** YOUR ASSIGNMENT **
Report each line of the entries below that has the word "gmake" in it.

** DATA TO PROCESS **
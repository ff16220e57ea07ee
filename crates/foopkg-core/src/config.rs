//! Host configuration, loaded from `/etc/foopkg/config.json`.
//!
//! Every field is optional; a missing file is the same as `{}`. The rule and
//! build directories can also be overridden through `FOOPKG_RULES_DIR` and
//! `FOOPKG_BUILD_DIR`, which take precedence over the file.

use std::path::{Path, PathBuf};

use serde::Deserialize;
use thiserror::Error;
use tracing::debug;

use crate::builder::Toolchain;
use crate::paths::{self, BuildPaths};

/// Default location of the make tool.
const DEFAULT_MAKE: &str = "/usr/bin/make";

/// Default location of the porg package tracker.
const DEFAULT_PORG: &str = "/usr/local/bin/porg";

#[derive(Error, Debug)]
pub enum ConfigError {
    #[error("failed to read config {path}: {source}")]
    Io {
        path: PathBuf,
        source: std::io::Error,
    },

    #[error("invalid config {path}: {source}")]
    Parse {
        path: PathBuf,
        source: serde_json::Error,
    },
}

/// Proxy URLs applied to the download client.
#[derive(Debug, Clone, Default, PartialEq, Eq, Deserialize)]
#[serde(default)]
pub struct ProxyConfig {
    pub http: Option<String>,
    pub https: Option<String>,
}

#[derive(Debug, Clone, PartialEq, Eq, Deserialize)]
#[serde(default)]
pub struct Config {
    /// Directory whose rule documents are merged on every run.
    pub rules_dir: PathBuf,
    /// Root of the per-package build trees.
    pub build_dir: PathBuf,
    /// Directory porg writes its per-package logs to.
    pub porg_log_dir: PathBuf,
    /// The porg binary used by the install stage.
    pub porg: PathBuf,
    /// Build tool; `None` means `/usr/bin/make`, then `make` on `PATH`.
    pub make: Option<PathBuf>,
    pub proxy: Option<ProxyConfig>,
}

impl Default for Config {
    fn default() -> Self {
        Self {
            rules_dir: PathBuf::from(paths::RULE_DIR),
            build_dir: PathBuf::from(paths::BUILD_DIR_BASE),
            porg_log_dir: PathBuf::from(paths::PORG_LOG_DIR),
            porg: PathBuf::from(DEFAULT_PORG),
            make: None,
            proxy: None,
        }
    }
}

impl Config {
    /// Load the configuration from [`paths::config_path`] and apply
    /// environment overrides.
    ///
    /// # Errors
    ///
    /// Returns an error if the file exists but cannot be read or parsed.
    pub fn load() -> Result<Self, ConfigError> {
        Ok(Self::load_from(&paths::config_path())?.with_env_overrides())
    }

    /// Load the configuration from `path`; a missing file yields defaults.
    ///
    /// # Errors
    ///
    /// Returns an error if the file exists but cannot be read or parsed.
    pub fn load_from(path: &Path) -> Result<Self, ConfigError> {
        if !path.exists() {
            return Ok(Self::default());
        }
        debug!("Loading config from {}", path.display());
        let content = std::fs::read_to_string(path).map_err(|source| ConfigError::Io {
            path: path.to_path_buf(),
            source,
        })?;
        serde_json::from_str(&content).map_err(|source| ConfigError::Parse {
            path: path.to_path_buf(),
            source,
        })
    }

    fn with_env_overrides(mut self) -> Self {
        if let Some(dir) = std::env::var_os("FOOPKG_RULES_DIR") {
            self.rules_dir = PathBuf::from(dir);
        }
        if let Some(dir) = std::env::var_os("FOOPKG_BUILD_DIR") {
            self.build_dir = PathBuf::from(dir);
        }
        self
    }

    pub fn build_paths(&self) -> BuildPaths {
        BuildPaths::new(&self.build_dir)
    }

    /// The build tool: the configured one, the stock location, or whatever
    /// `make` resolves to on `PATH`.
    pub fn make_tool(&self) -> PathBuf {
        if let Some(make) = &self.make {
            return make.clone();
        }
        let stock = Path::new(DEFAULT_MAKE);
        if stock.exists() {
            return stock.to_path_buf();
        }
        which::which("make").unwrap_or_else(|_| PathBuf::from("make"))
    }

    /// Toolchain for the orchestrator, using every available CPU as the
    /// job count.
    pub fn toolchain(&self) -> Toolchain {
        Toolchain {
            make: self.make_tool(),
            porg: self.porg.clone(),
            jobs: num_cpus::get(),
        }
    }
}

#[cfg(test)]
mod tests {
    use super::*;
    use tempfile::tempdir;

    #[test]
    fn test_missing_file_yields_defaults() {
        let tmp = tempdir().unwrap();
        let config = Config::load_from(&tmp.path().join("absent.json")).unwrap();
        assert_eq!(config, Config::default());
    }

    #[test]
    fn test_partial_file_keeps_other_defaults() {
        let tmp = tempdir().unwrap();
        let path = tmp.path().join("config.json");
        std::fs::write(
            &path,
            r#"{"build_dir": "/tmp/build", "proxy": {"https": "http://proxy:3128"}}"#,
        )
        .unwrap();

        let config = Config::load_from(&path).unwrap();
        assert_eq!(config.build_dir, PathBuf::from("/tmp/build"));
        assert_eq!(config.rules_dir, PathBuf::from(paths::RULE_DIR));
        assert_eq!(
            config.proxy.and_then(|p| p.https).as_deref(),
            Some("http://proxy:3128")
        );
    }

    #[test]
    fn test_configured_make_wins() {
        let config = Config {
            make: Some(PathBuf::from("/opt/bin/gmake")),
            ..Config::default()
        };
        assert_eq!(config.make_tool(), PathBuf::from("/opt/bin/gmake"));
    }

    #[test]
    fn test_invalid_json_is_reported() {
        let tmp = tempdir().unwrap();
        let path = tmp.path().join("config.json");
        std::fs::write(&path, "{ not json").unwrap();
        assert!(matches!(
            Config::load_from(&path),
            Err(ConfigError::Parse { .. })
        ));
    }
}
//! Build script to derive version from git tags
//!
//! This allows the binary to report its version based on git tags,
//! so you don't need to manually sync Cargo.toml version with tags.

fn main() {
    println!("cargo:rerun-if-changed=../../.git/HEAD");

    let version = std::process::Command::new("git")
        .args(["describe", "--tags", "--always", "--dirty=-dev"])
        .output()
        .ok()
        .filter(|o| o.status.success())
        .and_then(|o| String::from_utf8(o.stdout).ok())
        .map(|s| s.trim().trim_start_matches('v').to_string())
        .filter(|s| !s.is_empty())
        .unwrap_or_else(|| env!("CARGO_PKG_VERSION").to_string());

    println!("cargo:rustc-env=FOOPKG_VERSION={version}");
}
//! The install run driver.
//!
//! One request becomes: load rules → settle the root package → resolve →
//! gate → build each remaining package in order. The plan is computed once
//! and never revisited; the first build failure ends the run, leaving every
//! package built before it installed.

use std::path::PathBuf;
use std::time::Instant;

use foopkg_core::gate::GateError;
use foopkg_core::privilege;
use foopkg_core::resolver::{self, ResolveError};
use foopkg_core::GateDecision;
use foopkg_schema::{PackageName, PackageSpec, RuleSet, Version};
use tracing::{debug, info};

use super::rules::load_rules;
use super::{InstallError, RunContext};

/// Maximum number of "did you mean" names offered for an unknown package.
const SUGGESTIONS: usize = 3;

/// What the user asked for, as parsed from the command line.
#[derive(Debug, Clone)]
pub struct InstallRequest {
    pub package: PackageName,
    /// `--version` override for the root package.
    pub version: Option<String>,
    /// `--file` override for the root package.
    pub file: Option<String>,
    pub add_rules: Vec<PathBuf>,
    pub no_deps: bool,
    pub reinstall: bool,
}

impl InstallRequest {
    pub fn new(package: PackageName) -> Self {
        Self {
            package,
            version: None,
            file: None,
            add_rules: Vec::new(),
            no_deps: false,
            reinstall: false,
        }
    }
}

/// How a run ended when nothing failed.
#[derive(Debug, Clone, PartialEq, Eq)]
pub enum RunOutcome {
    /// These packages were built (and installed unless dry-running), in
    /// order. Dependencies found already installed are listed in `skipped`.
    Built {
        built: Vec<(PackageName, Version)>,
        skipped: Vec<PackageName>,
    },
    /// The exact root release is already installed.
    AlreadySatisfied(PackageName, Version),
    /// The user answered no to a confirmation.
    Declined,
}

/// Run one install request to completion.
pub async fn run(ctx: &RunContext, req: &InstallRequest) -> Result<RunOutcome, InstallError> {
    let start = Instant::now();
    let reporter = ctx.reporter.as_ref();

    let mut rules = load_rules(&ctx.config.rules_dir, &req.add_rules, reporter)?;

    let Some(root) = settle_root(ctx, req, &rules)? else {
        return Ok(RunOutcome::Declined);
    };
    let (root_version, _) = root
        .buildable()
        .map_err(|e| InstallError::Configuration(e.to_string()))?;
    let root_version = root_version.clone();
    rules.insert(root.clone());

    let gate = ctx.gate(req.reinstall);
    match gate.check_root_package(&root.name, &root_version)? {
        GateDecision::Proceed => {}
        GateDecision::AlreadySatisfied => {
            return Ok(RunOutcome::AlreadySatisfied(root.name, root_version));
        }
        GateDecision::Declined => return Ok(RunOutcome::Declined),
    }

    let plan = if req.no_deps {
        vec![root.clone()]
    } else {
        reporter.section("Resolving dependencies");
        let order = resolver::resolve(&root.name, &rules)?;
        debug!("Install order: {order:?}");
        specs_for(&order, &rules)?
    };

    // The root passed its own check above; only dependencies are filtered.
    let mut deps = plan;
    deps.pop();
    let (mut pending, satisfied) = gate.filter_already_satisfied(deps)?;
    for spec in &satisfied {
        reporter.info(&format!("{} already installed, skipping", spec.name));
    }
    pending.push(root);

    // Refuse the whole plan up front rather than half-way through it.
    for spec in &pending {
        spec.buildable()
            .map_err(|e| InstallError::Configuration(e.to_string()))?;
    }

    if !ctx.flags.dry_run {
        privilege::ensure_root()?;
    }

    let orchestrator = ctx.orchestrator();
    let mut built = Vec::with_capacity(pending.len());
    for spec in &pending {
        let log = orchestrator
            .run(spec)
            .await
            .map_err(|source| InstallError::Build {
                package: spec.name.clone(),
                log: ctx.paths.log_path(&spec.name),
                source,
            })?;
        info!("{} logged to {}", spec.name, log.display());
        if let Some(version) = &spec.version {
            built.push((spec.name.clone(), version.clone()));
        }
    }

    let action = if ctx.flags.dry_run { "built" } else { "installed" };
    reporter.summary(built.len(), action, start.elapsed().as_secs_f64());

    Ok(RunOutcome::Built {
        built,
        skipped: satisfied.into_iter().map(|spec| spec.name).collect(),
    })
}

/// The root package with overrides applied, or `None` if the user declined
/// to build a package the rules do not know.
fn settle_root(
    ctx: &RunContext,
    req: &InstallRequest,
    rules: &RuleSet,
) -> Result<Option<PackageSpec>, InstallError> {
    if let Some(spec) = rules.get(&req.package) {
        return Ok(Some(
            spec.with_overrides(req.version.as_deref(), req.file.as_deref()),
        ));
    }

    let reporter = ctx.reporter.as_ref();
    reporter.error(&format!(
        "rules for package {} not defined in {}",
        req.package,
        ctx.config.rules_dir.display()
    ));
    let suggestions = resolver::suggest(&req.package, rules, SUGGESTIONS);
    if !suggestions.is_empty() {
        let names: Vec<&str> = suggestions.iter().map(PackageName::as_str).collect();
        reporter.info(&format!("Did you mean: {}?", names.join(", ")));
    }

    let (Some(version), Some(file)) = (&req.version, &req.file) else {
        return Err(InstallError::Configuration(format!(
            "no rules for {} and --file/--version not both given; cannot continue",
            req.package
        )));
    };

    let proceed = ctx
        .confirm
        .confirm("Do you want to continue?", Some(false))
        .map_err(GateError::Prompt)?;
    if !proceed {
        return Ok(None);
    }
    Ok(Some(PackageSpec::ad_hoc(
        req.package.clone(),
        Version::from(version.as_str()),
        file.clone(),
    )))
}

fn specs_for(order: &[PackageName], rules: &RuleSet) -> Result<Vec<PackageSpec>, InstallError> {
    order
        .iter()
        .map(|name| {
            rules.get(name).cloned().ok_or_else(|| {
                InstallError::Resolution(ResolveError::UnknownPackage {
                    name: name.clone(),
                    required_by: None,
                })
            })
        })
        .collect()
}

** RESULT OF THIS EXERCISE **
            make: Some(PathBuf::from("/opt/bin/gmake")),
        assert_eq!(config.make_tool(), PathBuf::from("/opt/bin/gmake"));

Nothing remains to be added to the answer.